Thomas Bogaert (°1967, Dendermonde) volgde de opleiding Animatiefilm aan het KASK te Gent. Gefascineerd door beweging, leerde hij hier schilderen op veeleer filmische manier.
Een van zijn leermeesters, Raoul Servais, benoemde het werk van Bogaert als "Een voorbeeld van trefpunt tussen de kinematografie en de schilderkunst; niet als bewegende schilderkunst, maar eerder als een geschilderde beweging ".
De stills die Thomas Bogaert aanvankelijk toont, zijn afkomstig van super-8-opnames gemaakt tijdens reizen naar verre landen. De still monteert hij op verschillende dragers, door het overgieten wordt de still veeleer afbeelding. Het zijn eenvoudige beelden, taferelen gefilmd op Miami Beach, aan de Côte d’Azur of op een ijspiste in Central Park te New York. Door de eenvoudige acties en gebeurtenissen zijn het analyses van beweging in de tijd. Eind jaren ’90 maakte hij een reeks werken rond ‘téléphériques’, films van en vanuit cabines gefilmd, geprojecteerd voor verschillende decors. In 2002 won hij de prijs van het Kunstsalen te Gent en toonde hij enkele filmprojecties tijdens de ‘Nacht van de Experimentele Film’ in het Caermersklooster. In het S.M.A.K. wordt ‘The Superfast Series’ getoond, een dubbele projectie van opnames die Bogaert maakte van ‘matchbox’-autootjes. In zijn filmbeelden werken de auto’s als kleine teletijdmachines: ze komen uit het tegenlicht aangereden als uit de verleden tijd. Vanwege het verblindende licht kunnen we niet zien waar ze vandaan komen, maar plots zijn ze daar, supersnel, ze rijden uit de verbeelding het beeld in, maar zijn onmogelijk te vatten in het heden.

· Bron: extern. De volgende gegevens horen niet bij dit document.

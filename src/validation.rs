// Validation utilities module
// Provides custom validation functions for domain-specific rules

use chrono::{DateTime, Utc};
use rust_decimal::Decimal;
use validator::ValidationError;

/// Validates that a discount window is well-formed: both bounds required at
/// the type level, start strictly before end.
pub fn validate_discount_window(
    starts_at: DateTime<Utc>,
    ends_at: DateTime<Utc>,
) -> Result<(), ValidationError> {
    if starts_at < ends_at {
        Ok(())
    } else {
        Err(ValidationError::new("start_must_precede_end"))
    }
}

/// Validates that a percentage value is within 0-100
pub fn validate_percentage(value: Decimal) -> Result<(), ValidationError> {
    if value >= Decimal::ZERO && value <= Decimal::from(100) {
        Ok(())
    } else {
        Err(ValidationError::new("percentage_out_of_range"))
    }
}

/// Validates that a monetary amount is non-negative
pub fn validate_non_negative_amount(value: Decimal) -> Result<(), ValidationError> {
    if value >= Decimal::ZERO {
        Ok(())
    } else {
        Err(ValidationError::new("amount_must_be_non_negative"))
    }
}

#[cfg(test)]
mod tests {
    use super::*;
    use chrono::Duration;
    use rust_decimal_macros::dec;

    #[test]
    fn test_window_start_before_end_is_valid() {
        let now = Utc::now();
        assert!(validate_discount_window(now, now + Duration::hours(1)).is_ok());
    }

    #[test]
    fn test_window_start_equal_to_end_is_invalid() {
        let now = Utc::now();
        assert!(validate_discount_window(now, now).is_err());
    }

    #[test]
    fn test_window_start_after_end_is_invalid() {
        let now = Utc::now();
        assert!(validate_discount_window(now + Duration::hours(1), now).is_err());
    }

    #[test]
    fn test_percentage_bounds() {
        assert!(validate_percentage(dec!(0)).is_ok());
        assert!(validate_percentage(dec!(100)).is_ok());
        assert!(validate_percentage(dec!(100.01)).is_err());
        assert!(validate_percentage(dec!(-1)).is_err());
    }

    #[test]
    fn test_non_negative_amount() {
        assert!(validate_non_negative_amount(dec!(0)).is_ok());
        assert!(validate_non_negative_amount(dec!(5.99)).is_ok());
        assert!(validate_non_negative_amount(dec!(-0.01)).is_err());
    }
}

Het specifieke karakter - kleur, korrel, krassen, onzuiverheden, bibberend beeld - van de super-8-opnames speelt hierbij ook een belangrijke rol en maakt dat de beelden die we zien aanvoelen alsof ze tot een tijdperkt behoren dat onherroepelijk voorbij is.. Voor de soundtrack van de film werkte Bogaert samen met enkele muzikanten om een bestaande muziekopname te actualiseren. Door het geluid wordt de kracht van het beeld versterkt.
Tegelijkertijd worden in de traphallen naast de ingang van de tentoonstellingsruimte, twee uitvergrotingen getoond van de onderkant van zulk een auto’s. Het lijkt of de wagen over kop gegaan is, uit de bocht gevlogen. Door de uitvergroting, de neutrale achtergrond en scherpe schaduwen, krijgen ze een vreemdsoortig karakter. Het gaat hierbij om mythische auto’s, een Ford GT40, Lotus, Lincoln of Mercory Cougar, steeds slechts van de onderkant te zien. Door de uitvergroting van een miniatuur is er tegelijk een apart schaalgevoel. Wie met de speelgoed autootjes speelt waant zich op de circuits van Monaco of Daytona of in de verhalen van Michel Vaillant. De werkelijkheid die het schaalmodel dicteert is die van de wereld in het klein, tijdens het spel vergroot en ingevuld door de fantasie. Onderaan zien we echter enkel het merk, type en productiejaar van de wegen, evenaals een korte tekst die we blijkbaar steeds over het hoofd zagen. Een van deze geheime boodschappen luidt: ‘Change your mind’, ‘Driven by jealousy’, ‘Accidents will happen’ of ‘Carsex’. Het speelgoed waarmee we onbezorgd onze fantasieën uitleefden heeft blijkbaar een obscene onderkant. De teksten lijken wel voorspellingen te zijn.